10. Depending on the mass black holes can
be:
Supermasive black holes : They are those who have masses of several million
solar masses. They are at the heart of many galaxies . Are formed in the same
process that gives rise to spherical components of galaxies.
Stellar-mass black holes : They are formed when a star of mass 2.5 times that
of the Sun goes supernova and explodes. Its nucleus is concentrated in a very
small volume is reduced whenever more . This is the type of black hole for the
first time goes into the theory of general relativity.

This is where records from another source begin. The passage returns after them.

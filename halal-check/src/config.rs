//! Checker configuration.
//!
//! A [`CheckerConfig`] is an ordinary value: the front end builds it once (defaults, then
//! environment, then its own flags) and hands a reference to every orchestrator call. Nothing in
//! the library keeps a global copy.

use serde::{Deserialize, Serialize};
use std::time::Duration;
use uuid::Uuid;

use crate::error::{CheckerError, Result};

pub const DEFAULT_SUBMIT_URL: &str =
    "https://fb62-27-125-241-114.ngrok-free.app/webhook/ingredient-check";
pub const DEFAULT_RESULT_URL: &str = "https://fb62-27-125-241-114.ngrok-free.app/webhook/f3f51804-fafc-4103-bff9-4dc5ab97ff2f/response";
pub const DEFAULT_CHAT_RESULT_URL: &str = "https://fb62-27-125-241-114.ngrok-free.app/webhook/bb06b7cf-8a49-4f1e-ba44-ca85271eeaf6/response/chat";

pub const DEFAULT_THRESHOLD_DAYS: i64 = 30;
pub const DEFAULT_REQUEST_RETRIES: u32 = 3;

/// Remote endpoints of the classification service
#[derive(Debug, Clone, PartialEq, Serialize, Deserialize)]
pub struct Endpoints {
    /// Batch submission webhook; chat submissions go to `{submit}/chat`
    pub submit: String,
    pub result_poll: String,
    pub chat_result_poll: String,
}

impl Endpoints {
    pub fn chat_submit(&self) -> String {
        format!("{}/chat", self.submit.trim_end_matches('/'))
    }
}

impl Default for Endpoints {
    fn default() -> Self {
        Self {
            submit: DEFAULT_SUBMIT_URL.to_string(),
            result_poll: DEFAULT_RESULT_URL.to_string(),
            chat_result_poll: DEFAULT_CHAT_RESULT_URL.to_string(),
        }
    }
}

/// Backoff schedule for the result poll loop
#[derive(Debug, Clone, PartialEq, Serialize, Deserialize)]
pub struct PollPolicy {
    pub max_attempts: u32,
    pub initial_delay: Duration,
    pub backoff_multiplier: f64,
    pub max_delay: Duration,
}

impl Default for PollPolicy {
    fn default() -> Self {
        Self {
            max_attempts: 15,
            initial_delay: Duration::from_millis(1000),
            backoff_multiplier: 1.2,
            max_delay: Duration::from_millis(5000),
        }
    }
}

impl PollPolicy {
    pub fn validate(&self) -> Result<()> {
        if self.max_attempts == 0 {
            return Err(CheckerError::Config(
                "poll max_attempts must be at least 1".to_string(),
            ));
        }
        if !self.backoff_multiplier.is_finite() || self.backoff_multiplier < 1.0 {
            return Err(CheckerError::Config(format!(
                "poll backoff_multiplier must be >= 1.0, got {}",
                self.backoff_multiplier
            )));
        }
        if self.max_delay < self.initial_delay {
            return Err(CheckerError::Config(format!(
                "poll max_delay ({:?}) is shorter than initial_delay ({:?})",
                self.max_delay, self.initial_delay
            )));
        }
        Ok(())
    }

    /// Delay that follows `current` in the schedule.
    pub fn next_delay(&self, current: Duration) -> Duration {
        let scaled = (current.as_millis() as f64 * self.backoff_multiplier).round() as u64;
        Duration::from_millis(scaled).min(self.max_delay)
    }

    /// The wait before each of the `max_attempts` ticks, in order.
    pub fn schedule(&self) -> Vec<Duration> {
        let mut delays = Vec::with_capacity(self.max_attempts as usize);
        let mut delay = self.initial_delay.min(self.max_delay);
        for _ in 0..self.max_attempts {
            delays.push(delay);
            delay = self.next_delay(delay);
        }
        delays
    }
}

/// Everything the orchestrator reads when serving a request
#[derive(Debug, Clone, PartialEq, Serialize, Deserialize)]
pub struct CheckerConfig {
    pub endpoints: Endpoints,
    pub use_mock_data: bool,
    pub notification_threshold_days: i64,
    pub poll: PollPolicy,
    /// Session identifier sent with every submission
    pub chat_id: String,
    /// How many times one HTTP request is attempted before giving up
    pub request_retries: u32,
}

impl Default for CheckerConfig {
    fn default() -> Self {
        Self {
            endpoints: Endpoints::default(),
            use_mock_data: false,
            notification_threshold_days: DEFAULT_THRESHOLD_DAYS,
            poll: PollPolicy::default(),
            chat_id: new_chat_id(),
            request_retries: DEFAULT_REQUEST_RETRIES,
        }
    }
}

pub fn new_chat_id() -> String {
    format!("session_{}", Uuid::new_v4())
}

impl CheckerConfig {
    /// Defaults overridden by `HALAL_*` environment variables.
    pub fn from_env() -> Result<Self> {
        Self::from_lookup(|key| std::env::var(key).ok())
    }

    pub fn from_lookup<F>(lookup: F) -> Result<Self>
    where
        F: Fn(&str) -> Option<String>,
    {
        let mut config = Self::default();

        if let Some(url) = lookup("HALAL_SUBMIT_URL") {
            config.endpoints.submit = url;
        }
        if let Some(url) = lookup("HALAL_RESULT_URL") {
            config.endpoints.result_poll = url;
        }
        if let Some(url) = lookup("HALAL_CHAT_RESULT_URL") {
            config.endpoints.chat_result_poll = url;
        }
        if let Some(raw) = lookup("HALAL_USE_MOCK") {
            config.use_mock_data = parse_bool("HALAL_USE_MOCK", &raw)?;
        }
        if let Some(raw) = lookup("HALAL_THRESHOLD_DAYS") {
            config.notification_threshold_days = parse_number("HALAL_THRESHOLD_DAYS", &raw)?;
        }
        if let Some(raw) = lookup("HALAL_POLL_MAX_ATTEMPTS") {
            config.poll.max_attempts = parse_number("HALAL_POLL_MAX_ATTEMPTS", &raw)?;
        }
        if let Some(raw) = lookup("HALAL_POLL_INITIAL_DELAY_MS") {
            config.poll.initial_delay =
                Duration::from_millis(parse_number("HALAL_POLL_INITIAL_DELAY_MS", &raw)?);
        }
        if let Some(raw) = lookup("HALAL_POLL_BACKOFF") {
            config.poll.backoff_multiplier = parse_number("HALAL_POLL_BACKOFF", &raw)?;
        }
        if let Some(raw) = lookup("HALAL_POLL_MAX_DELAY_MS") {
            config.poll.max_delay =
                Duration::from_millis(parse_number("HALAL_POLL_MAX_DELAY_MS", &raw)?);
        }

        if let Some(raw) = lookup("HALAL_REQUEST_RETRIES") {
            config.request_retries = parse_number("HALAL_REQUEST_RETRIES", &raw)?;
        }

        config.poll.validate()?;
        Ok(config)
    }
}

fn parse_bool(key: &str, raw: &str) -> Result<bool> {
    match raw.trim().to_ascii_lowercase().as_str() {
        "1" | "true" | "yes" | "on" => Ok(true),
        "0" | "false" | "no" | "off" => Ok(false),
        other => Err(CheckerError::Config(format!(
            "{} must be a boolean, got '{}'",
            key, other
        ))),
    }
}

fn parse_number<T: std::str::FromStr>(key: &str, raw: &str) -> Result<T> {
    raw.trim()
        .parse::<T>()
        .map_err(|_| CheckerError::Config(format!("{} is not a valid number: '{}'", key, raw)))
}

#[cfg(test)]
mod tests {
    use super::*;
    use std::collections::HashMap;

    #[test]
    fn test_default_schedule_is_capped_and_non_decreasing() {
        let policy = PollPolicy::default();
        let schedule = policy.schedule();

        assert_eq!(schedule.len(), 15);
        assert_eq!(schedule[0], Duration::from_millis(1000));
        assert_eq!(schedule[1], Duration::from_millis(1200));
        for pair in schedule.windows(2) {
            assert!(pair[0] <= pair[1]);
        }
        assert!(schedule.iter().all(|d| *d <= policy.max_delay));
        assert_eq!(*schedule.last().unwrap(), policy.max_delay);
    }

    #[test]
    fn test_invalid_policies_are_rejected() {
        let zero = PollPolicy {
            max_attempts: 0,
            ..PollPolicy::default()
        };
        assert!(zero.validate().is_err());

        let shrinking = PollPolicy {
            backoff_multiplier: 0.5,
            ..PollPolicy::default()
        };
        assert!(shrinking.validate().is_err());

        let inverted = PollPolicy {
            max_delay: Duration::from_millis(10),
            ..PollPolicy::default()
        };
        assert!(inverted.validate().is_err());
    }

    #[test]
    fn test_env_overrides() {
        let vars: HashMap<&str, &str> = HashMap::from([
            ("HALAL_SUBMIT_URL", "http://localhost:9000/submit"),
            ("HALAL_USE_MOCK", "true"),
            ("HALAL_THRESHOLD_DAYS", "14"),
            ("HALAL_POLL_MAX_ATTEMPTS", "4"),
            ("HALAL_POLL_INITIAL_DELAY_MS", "10"),
            ("HALAL_POLL_MAX_DELAY_MS", "50"),
            ("HALAL_REQUEST_RETRIES", "5"),
        ]);
        let config = CheckerConfig::from_lookup(|k| vars.get(k).map(|v| v.to_string())).unwrap();

        assert_eq!(config.endpoints.submit, "http://localhost:9000/submit");
        assert_eq!(
            config.endpoints.chat_submit(),
            "http://localhost:9000/submit/chat"
        );
        assert!(config.use_mock_data);
        assert_eq!(config.notification_threshold_days, 14);
        assert_eq!(config.poll.max_attempts, 4);
        assert_eq!(config.poll.initial_delay, Duration::from_millis(10));
        assert_eq!(config.poll.max_delay, Duration::from_millis(50));
        assert_eq!(config.request_retries, 5);
        assert_eq!(config.endpoints.result_poll, DEFAULT_RESULT_URL);
    }

    #[test]
    fn test_bad_env_value_is_config_error() {
        let result = CheckerConfig::from_lookup(|k| {
            (k == "HALAL_USE_MOCK").then(|| "maybe".to_string())
        });
        assert!(matches!(result, Err(CheckerError::Config(_))));
    }

    #[test]
    fn test_chat_ids_are_unique_sessions() {
        let a = new_chat_id();
        let b = new_chat_id();
        assert!(a.starts_with("session_"));
        assert_ne!(a, b);
    }
}
use serde::{Deserialize, Serialize};
use std::fmt;

use crate::error::{CheckerError, Result};

/// Placeholder used for dates and certificate ids the service does not know.
pub const NOT_AVAILABLE: &str = "N/A";
/// Supplier reported for ingredients without a certificate record.
pub const UNKNOWN_SUPPLIER: &str = "Unknown";

/// Certification status as reported by the classification service
#[derive(Debug, Clone, Copy, PartialEq, Eq, Hash, Serialize, Deserialize)]
pub enum IngredientStatus {
    Certified,
    Expired,
    #[serde(rename = "Not Found", alias = "NotFound")]
    NotFound,
}

impl fmt::Display for IngredientStatus {
    fn fmt(&self, f: &mut fmt::Formatter<'_>) -> fmt::Result {
        let label = match self {
            IngredientStatus::Certified => "Certified",
            IngredientStatus::Expired => "Expired",
            IngredientStatus::NotFound => "Not Found",
        };
        f.write_str(label)
    }
}

impl IngredientStatus {
    /// Lenient parse of a wire label: case, spaces, `_` and `-` are ignored.
    pub fn from_label(label: &str) -> Option<Self> {
        let folded: String = label
            .chars()
            .filter(|c| !c.is_whitespace() && *c != '_' && *c != '-')
            .flat_map(char::to_lowercase)
            .collect();
        match folded.as_str() {
            "certified" => Some(IngredientStatus::Certified),
            "expired" => Some(IngredientStatus::Expired),
            "notfound" => Some(IngredientStatus::NotFound),
            _ => None,
        }
    }
}

fn not_available() -> String {
    NOT_AVAILABLE.to_string()
}

fn unknown_supplier() -> String {
    UNKNOWN_SUPPLIER.to_string()
}

/// Certification record for a single ingredient
#[derive(Debug, Clone, PartialEq, Eq, Serialize, Deserialize)]
#[serde(rename_all = "camelCase")]
pub struct IngredientResult {
    pub ingredient: String,
    pub status: IngredientStatus,
    #[serde(default = "not_available")]
    pub expiry_date: String,
    #[serde(default = "unknown_supplier")]
    pub supplier: String,
    #[serde(default = "not_available")]
    pub certificate_id: String,
}

impl IngredientResult {
    pub fn not_found(ingredient: impl Into<String>) -> Self {
        Self {
            ingredient: ingredient.into(),
            status: IngredientStatus::NotFound,
            expiry_date: not_available(),
            supplier: unknown_supplier(),
            certificate_id: not_available(),
        }
    }

    /// Enforce the record invariants on data that came over the wire.
    pub fn normalized(mut self) -> Self {
        if self.status == IngredientStatus::NotFound || self.expiry_date.trim().is_empty() {
            self.expiry_date = not_available();
        }
        if self.certificate_id.trim().is_empty() {
            self.certificate_id = not_available();
        }
        self
    }
}

/// Ordered, normalized ingredient names from one submission
#[derive(Debug, Clone, PartialEq, Eq)]
pub struct IngredientQuery {
    ingredients: Vec<String>,
}

impl IngredientQuery {
    /// Split on newlines, trim, lower-case and drop empty lines.
    pub fn parse(raw: &str) -> Result<Self> {
        let ingredients: Vec<String> = raw
            .split('\n')
            .map(|line| line.trim().to_lowercase())
            .filter(|line| !line.is_empty())
            .collect();

        if ingredients.is_empty() {
            return Err(CheckerError::EmptyInput);
        }

        Ok(Self { ingredients })
    }

    pub fn ingredients(&self) -> &[String] {
        &self.ingredients
    }

    pub fn len(&self) -> usize {
        self.ingredients.len()
    }

    pub fn is_empty(&self) -> bool {
        self.ingredients.is_empty()
    }

    pub fn iter(&self) -> impl Iterator<Item = &str> {
        self.ingredients.iter().map(String::as_str)
    }
}

/// One entry of the persisted chat transcript
#[derive(Debug, Clone, PartialEq, Eq, Serialize, Deserialize)]
#[serde(rename_all = "camelCase")]
pub struct ChatMessage {
    pub content: String,
    pub is_user: bool,
    /// Milliseconds since the Unix epoch
    pub timestamp: i64,
}

impl ChatMessage {
    pub fn user(content: impl Into<String>) -> Self {
        Self::new(content, true)
    }

    pub fn assistant(content: impl Into<String>) -> Self {
        Self::new(content, false)
    }

    fn new(content: impl Into<String>, is_user: bool) -> Self {
        Self {
            content: content.into(),
            is_user,
            timestamp: chrono::Utc::now().timestamp_millis(),
        }
    }
}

Micro black holes : They are hypothetical objects , somewhat smaller than
stellar . If they are small enough, they can get to evaporate in a relatively
short period through emission of Hawking radiation . This type of physical
entities is postulated in some approaches to quantum gravity, but can not be
generated by a conventional process of gravitational collapse , which requires
higher mass to the Sun

11. Examples
Supermasive Blackhole
Stellar mass Blackhole
Micro Blackhole

12. Depending on their physical
properties black holes can be:
To classify this black holes we follow Einstein research bout black holes so
black holes are:
The simplest possible black hole is, it has not broken or charge
Schwarzschild black hole.
- If not rotate but has electric charge, there is the black hole called
Reissner-Nordstrøm.
- A rotating black hole without charge is a Kerr black hole.
- If also has charge, talk about a black hole Kerr-Newman.